Your instructions: Lift out, unaltered, the lines of the material below between the line holding "wgpu::TextureFormat) -> Self" and the line holding "self.num_indices = indices.len()", counting both.

Available data:
--- START ---

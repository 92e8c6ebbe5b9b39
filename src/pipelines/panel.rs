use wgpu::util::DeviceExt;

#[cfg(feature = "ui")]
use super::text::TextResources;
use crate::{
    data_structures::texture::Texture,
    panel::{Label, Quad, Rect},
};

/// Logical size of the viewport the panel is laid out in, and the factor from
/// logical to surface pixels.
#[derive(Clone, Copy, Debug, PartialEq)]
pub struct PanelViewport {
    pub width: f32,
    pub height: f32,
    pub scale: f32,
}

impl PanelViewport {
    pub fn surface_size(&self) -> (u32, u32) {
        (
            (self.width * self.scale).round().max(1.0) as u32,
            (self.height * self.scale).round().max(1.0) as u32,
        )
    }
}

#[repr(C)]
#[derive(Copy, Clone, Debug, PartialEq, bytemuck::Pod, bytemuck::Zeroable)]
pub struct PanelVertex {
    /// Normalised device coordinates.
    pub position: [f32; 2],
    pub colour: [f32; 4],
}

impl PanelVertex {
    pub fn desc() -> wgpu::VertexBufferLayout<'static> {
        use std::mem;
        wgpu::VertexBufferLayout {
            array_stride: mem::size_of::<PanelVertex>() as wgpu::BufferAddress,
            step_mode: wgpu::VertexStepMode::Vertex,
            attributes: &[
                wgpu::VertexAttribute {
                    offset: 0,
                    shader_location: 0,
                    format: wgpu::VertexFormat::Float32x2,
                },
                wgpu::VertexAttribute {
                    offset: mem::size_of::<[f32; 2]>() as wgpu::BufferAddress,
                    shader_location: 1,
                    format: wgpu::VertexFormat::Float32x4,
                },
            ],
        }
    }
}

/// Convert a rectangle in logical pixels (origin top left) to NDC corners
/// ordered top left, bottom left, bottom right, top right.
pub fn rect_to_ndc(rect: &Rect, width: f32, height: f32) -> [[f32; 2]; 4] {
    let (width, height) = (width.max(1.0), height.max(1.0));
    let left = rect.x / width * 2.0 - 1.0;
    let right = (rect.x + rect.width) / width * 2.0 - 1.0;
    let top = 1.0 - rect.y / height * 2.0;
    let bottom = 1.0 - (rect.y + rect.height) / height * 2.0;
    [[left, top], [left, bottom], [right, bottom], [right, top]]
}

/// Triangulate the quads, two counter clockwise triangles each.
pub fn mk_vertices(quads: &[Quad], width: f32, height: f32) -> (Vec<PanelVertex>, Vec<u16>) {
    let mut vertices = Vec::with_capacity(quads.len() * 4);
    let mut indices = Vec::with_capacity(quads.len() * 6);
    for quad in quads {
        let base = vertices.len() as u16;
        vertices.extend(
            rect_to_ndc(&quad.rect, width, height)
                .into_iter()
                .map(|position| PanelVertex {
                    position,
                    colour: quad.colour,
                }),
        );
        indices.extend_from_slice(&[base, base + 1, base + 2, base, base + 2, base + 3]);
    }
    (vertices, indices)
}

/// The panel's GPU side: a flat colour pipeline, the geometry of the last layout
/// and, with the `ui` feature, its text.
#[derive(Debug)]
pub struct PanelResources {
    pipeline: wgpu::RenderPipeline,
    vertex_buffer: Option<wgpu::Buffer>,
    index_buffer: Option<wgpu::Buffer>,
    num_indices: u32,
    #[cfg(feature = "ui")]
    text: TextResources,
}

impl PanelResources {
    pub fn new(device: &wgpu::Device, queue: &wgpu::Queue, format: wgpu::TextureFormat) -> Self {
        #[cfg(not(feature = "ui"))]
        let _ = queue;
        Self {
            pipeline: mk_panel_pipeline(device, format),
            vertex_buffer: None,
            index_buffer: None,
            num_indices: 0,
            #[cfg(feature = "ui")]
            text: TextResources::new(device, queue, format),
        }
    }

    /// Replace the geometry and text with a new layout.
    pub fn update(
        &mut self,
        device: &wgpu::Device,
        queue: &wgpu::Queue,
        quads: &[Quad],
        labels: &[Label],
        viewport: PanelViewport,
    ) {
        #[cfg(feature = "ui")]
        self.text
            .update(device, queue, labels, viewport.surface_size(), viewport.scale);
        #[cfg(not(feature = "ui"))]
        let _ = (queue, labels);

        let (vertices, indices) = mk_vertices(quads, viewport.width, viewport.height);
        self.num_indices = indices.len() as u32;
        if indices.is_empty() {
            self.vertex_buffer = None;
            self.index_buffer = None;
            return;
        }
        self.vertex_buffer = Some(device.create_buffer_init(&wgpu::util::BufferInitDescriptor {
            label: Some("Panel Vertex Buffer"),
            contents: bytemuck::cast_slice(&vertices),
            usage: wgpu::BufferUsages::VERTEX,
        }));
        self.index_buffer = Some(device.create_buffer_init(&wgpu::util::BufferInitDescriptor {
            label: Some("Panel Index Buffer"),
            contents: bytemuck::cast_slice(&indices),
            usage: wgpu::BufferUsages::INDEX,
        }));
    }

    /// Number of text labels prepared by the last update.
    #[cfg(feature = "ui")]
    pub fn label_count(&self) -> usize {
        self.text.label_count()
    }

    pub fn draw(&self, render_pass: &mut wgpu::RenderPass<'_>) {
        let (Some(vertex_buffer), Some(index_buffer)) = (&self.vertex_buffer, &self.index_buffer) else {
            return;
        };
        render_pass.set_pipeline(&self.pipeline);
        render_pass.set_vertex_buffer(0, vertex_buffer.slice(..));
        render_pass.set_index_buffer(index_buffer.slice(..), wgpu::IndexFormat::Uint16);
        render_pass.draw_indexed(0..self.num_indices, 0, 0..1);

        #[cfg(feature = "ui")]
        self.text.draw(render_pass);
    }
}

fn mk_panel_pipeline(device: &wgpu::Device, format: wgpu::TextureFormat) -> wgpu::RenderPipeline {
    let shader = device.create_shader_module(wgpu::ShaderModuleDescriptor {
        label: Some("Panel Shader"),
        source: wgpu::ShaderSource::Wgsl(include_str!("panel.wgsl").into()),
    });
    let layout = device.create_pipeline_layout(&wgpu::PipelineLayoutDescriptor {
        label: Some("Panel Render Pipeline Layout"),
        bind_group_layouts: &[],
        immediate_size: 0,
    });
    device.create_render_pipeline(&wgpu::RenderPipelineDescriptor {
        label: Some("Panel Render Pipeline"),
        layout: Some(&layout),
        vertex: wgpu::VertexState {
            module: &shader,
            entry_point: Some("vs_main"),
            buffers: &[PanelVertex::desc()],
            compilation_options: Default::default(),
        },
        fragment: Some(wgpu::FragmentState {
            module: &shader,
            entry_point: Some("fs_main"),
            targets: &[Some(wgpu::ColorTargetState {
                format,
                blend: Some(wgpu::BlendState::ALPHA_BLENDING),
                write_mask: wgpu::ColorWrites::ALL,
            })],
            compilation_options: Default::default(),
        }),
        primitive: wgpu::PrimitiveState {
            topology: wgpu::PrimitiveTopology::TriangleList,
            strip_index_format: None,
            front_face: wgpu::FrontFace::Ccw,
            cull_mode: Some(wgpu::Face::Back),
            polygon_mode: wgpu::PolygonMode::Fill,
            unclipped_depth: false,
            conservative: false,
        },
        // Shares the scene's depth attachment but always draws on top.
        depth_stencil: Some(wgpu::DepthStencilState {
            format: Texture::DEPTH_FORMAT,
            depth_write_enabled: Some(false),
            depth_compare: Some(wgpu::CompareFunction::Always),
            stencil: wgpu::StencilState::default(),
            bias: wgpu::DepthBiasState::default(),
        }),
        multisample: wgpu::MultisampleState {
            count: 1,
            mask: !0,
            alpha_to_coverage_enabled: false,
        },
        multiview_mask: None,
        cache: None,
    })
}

--- END ---

Expected output:
    pub fn new(device: &wgpu::Device, queue: &wgpu::Queue, format: wgpu::TextureFormat) -> Self {
        #[cfg(not(feature = "ui"))]
        let _ = queue;
        Self {
            pipeline: mk_panel_pipeline(device, format),
            vertex_buffer: None,
            index_buffer: None,
            num_indices: 0,
            #[cfg(feature = "ui")]
            text: TextResources::new(device, queue, format),
        }
    }

    /// Replace the geometry and text with a new layout.
    pub fn update(
        &mut self,
        device: &wgpu::Device,
        queue: &wgpu::Queue,
        quads: &[Quad],
        labels: &[Label],
        viewport: PanelViewport,
    ) {
        #[cfg(feature = "ui")]
        self.text
            .update(device, queue, labels, viewport.surface_size(), viewport.scale);
        #[cfg(not(feature = "ui"))]
        let _ = (queue, labels);

        let (vertices, indices) = mk_vertices(quads, viewport.width, viewport.height);
        self.num_indices = indices.len() as u32;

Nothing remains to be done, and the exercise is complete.